*** DATA FOR PROCESSING Section Begins ***
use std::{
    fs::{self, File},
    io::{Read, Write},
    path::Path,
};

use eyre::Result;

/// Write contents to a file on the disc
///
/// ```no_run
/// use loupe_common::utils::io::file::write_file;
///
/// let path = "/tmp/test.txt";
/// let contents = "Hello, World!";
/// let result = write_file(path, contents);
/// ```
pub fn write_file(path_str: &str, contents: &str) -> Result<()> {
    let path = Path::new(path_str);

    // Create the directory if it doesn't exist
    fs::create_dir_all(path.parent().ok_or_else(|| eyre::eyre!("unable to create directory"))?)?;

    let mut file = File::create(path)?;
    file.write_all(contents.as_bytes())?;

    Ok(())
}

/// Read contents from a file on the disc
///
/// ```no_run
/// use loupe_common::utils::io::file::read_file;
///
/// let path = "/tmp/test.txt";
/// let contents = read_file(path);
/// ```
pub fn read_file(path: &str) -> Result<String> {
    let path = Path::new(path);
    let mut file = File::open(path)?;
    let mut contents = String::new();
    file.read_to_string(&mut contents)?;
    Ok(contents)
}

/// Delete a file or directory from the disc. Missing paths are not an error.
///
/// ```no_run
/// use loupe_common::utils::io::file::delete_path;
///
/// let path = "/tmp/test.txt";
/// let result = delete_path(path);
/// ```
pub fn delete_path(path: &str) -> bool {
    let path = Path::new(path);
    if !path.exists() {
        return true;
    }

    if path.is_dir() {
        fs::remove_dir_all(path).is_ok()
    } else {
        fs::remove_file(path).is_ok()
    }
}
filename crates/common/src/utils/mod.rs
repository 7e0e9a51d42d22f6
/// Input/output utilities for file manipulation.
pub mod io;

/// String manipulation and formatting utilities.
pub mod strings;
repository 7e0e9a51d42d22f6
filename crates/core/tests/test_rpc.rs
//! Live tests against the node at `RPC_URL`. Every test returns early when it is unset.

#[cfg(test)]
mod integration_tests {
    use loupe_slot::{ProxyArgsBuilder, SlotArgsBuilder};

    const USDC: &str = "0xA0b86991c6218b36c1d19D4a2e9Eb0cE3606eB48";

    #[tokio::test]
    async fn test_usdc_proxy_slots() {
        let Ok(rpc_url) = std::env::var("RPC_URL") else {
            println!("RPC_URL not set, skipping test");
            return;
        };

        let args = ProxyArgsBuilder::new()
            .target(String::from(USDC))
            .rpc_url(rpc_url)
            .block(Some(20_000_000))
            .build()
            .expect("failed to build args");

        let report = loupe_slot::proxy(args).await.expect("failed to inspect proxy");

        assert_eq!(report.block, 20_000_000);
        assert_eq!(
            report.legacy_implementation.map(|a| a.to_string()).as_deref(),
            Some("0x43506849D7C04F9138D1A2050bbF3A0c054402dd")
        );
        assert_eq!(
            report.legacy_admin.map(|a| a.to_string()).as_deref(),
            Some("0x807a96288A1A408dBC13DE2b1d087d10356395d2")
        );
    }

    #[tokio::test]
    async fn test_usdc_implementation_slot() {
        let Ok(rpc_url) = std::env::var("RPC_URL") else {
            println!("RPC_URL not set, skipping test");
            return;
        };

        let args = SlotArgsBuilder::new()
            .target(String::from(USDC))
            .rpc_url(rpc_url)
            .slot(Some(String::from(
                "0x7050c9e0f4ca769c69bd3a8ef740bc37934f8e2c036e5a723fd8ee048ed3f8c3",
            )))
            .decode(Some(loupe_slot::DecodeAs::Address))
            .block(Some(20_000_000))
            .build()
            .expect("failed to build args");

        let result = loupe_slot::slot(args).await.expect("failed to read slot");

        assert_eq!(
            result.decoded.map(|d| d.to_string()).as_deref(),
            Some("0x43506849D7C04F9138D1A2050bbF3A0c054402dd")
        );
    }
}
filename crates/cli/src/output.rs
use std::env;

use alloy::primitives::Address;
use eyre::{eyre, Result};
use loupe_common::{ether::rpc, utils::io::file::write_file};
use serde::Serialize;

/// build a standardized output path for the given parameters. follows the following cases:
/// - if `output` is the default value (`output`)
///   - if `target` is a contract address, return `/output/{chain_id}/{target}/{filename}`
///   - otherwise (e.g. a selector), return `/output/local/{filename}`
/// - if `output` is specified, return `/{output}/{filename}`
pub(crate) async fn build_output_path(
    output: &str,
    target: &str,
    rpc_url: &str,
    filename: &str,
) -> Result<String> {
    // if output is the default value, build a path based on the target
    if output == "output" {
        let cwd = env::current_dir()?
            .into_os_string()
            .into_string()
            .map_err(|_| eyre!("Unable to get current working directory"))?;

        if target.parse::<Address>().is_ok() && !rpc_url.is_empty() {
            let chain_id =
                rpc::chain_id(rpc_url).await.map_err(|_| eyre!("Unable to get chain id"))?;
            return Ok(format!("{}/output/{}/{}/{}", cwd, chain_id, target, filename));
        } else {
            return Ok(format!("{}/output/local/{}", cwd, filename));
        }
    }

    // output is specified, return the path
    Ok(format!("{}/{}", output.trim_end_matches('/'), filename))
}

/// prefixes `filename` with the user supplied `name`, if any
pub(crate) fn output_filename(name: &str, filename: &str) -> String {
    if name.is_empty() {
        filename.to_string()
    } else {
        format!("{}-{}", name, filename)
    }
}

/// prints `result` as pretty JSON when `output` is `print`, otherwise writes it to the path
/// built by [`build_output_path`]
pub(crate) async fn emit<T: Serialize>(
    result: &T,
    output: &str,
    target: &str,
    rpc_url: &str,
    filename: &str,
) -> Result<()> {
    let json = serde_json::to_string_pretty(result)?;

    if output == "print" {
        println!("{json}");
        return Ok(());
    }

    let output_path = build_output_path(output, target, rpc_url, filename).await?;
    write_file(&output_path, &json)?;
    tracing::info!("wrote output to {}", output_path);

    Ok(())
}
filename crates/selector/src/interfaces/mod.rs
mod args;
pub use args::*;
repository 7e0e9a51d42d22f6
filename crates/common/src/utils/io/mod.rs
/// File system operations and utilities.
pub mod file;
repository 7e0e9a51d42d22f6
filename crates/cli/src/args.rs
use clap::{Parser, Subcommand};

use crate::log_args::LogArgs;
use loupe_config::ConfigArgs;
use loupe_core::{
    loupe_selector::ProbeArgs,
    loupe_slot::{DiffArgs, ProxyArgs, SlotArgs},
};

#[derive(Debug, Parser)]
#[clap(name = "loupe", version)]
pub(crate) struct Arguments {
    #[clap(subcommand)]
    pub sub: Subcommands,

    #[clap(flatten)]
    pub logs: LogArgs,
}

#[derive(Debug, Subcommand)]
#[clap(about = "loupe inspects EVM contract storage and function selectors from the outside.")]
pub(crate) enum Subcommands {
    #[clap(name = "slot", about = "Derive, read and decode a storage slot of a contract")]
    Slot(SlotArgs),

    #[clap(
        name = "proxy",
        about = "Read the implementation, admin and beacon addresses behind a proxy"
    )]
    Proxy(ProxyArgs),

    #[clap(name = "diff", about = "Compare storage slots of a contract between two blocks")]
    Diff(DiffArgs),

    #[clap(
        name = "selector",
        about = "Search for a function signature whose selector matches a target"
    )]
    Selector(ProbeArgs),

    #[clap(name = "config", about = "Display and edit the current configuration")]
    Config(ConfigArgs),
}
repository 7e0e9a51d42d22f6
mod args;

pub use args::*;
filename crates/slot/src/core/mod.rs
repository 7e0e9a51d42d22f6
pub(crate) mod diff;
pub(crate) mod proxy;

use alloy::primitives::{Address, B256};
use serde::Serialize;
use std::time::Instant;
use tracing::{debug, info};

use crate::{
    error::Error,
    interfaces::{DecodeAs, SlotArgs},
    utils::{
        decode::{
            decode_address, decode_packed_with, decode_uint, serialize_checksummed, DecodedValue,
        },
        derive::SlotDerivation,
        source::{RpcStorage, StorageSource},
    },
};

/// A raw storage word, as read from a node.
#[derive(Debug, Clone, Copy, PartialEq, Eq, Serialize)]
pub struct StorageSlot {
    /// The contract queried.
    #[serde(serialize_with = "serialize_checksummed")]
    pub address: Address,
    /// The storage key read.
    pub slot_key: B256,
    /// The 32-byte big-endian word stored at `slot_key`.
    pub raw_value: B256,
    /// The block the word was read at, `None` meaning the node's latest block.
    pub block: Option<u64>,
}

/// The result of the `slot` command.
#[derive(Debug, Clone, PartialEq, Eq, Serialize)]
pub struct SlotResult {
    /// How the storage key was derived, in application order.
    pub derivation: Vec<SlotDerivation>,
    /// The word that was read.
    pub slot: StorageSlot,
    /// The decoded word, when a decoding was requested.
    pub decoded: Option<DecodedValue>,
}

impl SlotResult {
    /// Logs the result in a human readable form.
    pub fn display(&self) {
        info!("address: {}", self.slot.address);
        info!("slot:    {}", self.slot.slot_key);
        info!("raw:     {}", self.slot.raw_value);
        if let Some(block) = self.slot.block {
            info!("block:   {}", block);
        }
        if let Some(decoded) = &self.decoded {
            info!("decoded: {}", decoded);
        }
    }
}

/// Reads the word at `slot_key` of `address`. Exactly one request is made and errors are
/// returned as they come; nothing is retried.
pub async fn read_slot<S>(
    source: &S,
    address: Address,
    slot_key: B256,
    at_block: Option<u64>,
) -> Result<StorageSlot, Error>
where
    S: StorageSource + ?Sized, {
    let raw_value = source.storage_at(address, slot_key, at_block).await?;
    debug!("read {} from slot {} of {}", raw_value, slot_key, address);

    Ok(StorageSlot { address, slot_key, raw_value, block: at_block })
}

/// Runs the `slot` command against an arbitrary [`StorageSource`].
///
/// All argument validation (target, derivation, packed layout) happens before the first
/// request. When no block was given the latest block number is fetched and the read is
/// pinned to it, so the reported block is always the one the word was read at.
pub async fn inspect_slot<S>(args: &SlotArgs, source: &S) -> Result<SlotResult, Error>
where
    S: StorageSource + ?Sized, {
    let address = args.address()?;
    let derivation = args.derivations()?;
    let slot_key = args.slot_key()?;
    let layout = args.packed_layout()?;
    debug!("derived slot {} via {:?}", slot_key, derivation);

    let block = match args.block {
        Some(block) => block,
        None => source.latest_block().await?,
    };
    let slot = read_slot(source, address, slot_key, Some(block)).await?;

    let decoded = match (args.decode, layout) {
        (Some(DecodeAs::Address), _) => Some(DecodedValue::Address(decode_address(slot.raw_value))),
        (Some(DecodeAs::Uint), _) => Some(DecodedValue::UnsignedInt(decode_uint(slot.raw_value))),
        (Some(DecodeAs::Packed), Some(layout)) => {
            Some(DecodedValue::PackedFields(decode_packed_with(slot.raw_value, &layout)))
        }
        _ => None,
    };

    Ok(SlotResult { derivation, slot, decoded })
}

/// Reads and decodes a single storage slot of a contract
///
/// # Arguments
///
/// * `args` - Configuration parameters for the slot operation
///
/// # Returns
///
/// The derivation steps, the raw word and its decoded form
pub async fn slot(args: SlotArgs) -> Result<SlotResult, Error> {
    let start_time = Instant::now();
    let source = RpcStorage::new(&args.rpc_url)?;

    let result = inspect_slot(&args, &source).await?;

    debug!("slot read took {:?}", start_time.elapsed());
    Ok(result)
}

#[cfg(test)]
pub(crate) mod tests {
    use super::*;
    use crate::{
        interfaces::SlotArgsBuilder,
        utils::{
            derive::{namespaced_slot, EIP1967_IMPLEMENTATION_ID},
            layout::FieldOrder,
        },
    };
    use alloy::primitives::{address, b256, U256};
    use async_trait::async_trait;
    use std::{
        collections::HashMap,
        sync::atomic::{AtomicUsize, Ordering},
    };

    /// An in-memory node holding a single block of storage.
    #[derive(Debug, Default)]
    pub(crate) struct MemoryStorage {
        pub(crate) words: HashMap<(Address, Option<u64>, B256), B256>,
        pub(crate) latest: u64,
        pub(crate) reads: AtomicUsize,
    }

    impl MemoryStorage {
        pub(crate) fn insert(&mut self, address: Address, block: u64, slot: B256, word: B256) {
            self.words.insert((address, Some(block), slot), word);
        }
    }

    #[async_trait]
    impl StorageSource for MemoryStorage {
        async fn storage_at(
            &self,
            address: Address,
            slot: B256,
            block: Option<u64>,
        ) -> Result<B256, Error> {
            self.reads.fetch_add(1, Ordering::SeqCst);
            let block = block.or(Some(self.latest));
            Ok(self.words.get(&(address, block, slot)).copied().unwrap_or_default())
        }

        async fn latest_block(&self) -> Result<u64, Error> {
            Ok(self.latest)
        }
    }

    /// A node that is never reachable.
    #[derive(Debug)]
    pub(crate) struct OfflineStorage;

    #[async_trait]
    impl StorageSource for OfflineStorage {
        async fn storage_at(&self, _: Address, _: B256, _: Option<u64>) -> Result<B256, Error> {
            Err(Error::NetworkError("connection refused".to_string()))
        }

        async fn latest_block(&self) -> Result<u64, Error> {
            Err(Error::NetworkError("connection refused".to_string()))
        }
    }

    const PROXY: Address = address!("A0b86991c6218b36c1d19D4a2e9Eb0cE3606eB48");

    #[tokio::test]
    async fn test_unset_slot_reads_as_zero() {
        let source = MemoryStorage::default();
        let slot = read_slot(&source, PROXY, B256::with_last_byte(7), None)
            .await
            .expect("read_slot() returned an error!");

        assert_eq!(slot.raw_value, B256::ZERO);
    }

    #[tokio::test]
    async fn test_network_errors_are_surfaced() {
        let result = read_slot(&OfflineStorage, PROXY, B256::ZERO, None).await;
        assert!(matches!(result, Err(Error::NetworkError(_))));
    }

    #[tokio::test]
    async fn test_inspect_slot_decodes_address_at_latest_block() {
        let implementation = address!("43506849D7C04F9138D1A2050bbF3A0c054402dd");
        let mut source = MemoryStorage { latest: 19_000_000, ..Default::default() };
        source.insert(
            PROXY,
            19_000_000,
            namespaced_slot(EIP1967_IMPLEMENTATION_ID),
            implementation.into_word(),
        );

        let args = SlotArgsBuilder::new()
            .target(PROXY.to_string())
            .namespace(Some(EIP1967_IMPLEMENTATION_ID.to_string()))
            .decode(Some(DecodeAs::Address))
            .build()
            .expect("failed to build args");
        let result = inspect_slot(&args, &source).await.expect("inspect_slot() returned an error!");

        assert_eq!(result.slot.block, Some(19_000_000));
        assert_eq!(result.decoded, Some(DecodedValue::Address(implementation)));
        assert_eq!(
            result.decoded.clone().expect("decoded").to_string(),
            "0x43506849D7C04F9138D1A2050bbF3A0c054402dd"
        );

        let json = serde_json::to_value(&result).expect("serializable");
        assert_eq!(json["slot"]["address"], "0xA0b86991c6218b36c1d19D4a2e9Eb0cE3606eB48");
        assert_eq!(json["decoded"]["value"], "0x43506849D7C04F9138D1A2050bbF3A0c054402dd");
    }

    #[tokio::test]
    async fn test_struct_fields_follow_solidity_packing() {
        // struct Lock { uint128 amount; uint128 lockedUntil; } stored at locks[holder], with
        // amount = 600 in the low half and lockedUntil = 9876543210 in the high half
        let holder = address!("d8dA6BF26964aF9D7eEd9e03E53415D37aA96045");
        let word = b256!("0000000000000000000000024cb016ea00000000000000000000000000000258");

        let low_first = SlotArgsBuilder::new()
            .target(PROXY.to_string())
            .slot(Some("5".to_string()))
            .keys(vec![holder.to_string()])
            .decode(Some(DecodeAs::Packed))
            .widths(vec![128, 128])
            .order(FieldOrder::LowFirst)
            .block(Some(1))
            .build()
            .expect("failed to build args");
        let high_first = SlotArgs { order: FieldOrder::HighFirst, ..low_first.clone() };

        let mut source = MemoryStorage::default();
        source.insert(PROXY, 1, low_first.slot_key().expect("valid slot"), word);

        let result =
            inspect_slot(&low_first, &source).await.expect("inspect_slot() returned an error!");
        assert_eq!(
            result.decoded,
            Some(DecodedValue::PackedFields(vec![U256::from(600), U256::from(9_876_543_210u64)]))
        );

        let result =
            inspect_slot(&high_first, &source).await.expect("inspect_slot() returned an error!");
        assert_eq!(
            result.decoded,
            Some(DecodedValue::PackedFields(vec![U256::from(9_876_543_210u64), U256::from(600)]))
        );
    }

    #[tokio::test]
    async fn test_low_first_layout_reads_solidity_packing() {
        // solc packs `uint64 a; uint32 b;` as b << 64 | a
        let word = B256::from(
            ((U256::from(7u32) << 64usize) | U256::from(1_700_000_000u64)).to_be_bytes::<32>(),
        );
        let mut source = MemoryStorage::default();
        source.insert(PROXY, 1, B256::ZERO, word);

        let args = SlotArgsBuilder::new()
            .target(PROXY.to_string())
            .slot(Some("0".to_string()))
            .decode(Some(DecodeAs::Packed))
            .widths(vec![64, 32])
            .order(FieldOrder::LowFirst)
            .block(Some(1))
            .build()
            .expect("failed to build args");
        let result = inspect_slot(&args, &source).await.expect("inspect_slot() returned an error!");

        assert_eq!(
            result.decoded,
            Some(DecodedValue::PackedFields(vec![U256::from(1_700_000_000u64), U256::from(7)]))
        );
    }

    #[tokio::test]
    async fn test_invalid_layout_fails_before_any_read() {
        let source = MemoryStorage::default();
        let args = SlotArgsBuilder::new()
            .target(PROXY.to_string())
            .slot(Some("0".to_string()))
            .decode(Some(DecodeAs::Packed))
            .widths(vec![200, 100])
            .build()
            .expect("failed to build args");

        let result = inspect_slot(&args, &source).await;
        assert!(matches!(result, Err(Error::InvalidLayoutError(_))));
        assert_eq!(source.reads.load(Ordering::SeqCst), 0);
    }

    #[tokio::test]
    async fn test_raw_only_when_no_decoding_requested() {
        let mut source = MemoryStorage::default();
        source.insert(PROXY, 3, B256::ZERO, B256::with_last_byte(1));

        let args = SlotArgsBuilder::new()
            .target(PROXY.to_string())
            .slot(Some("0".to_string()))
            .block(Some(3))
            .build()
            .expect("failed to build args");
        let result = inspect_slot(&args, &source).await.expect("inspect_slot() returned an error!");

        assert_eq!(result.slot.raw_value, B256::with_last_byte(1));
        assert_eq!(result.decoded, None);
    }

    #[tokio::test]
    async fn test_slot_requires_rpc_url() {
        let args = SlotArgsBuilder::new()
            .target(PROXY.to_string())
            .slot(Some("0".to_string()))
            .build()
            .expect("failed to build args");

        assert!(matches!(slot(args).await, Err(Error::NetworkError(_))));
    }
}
*** DATA FOR PROCESSING Section Ends ***
WHAT NEEDS TO BE DONE: Every line from the first through the one containing "it doesn't exist" in the listing above must be given again exactly, with nothing else alongside.

FINISHED TASK:
use std::{
    fs::{self, File},
    io::{Read, Write},
    path::Path,
};

use eyre::Result;

/// Write contents to a file on the disc
///
/// ```no_run
/// use loupe_common::utils::io::file::write_file;
///
/// let path = "/tmp/test.txt";
/// let contents = "Hello, World!";
/// let result = write_file(path, contents);
/// ```
pub fn write_file(path_str: &str, contents: &str) -> Result<()> {
    let path = Path::new(path_str);

    // Create the directory if it doesn't exist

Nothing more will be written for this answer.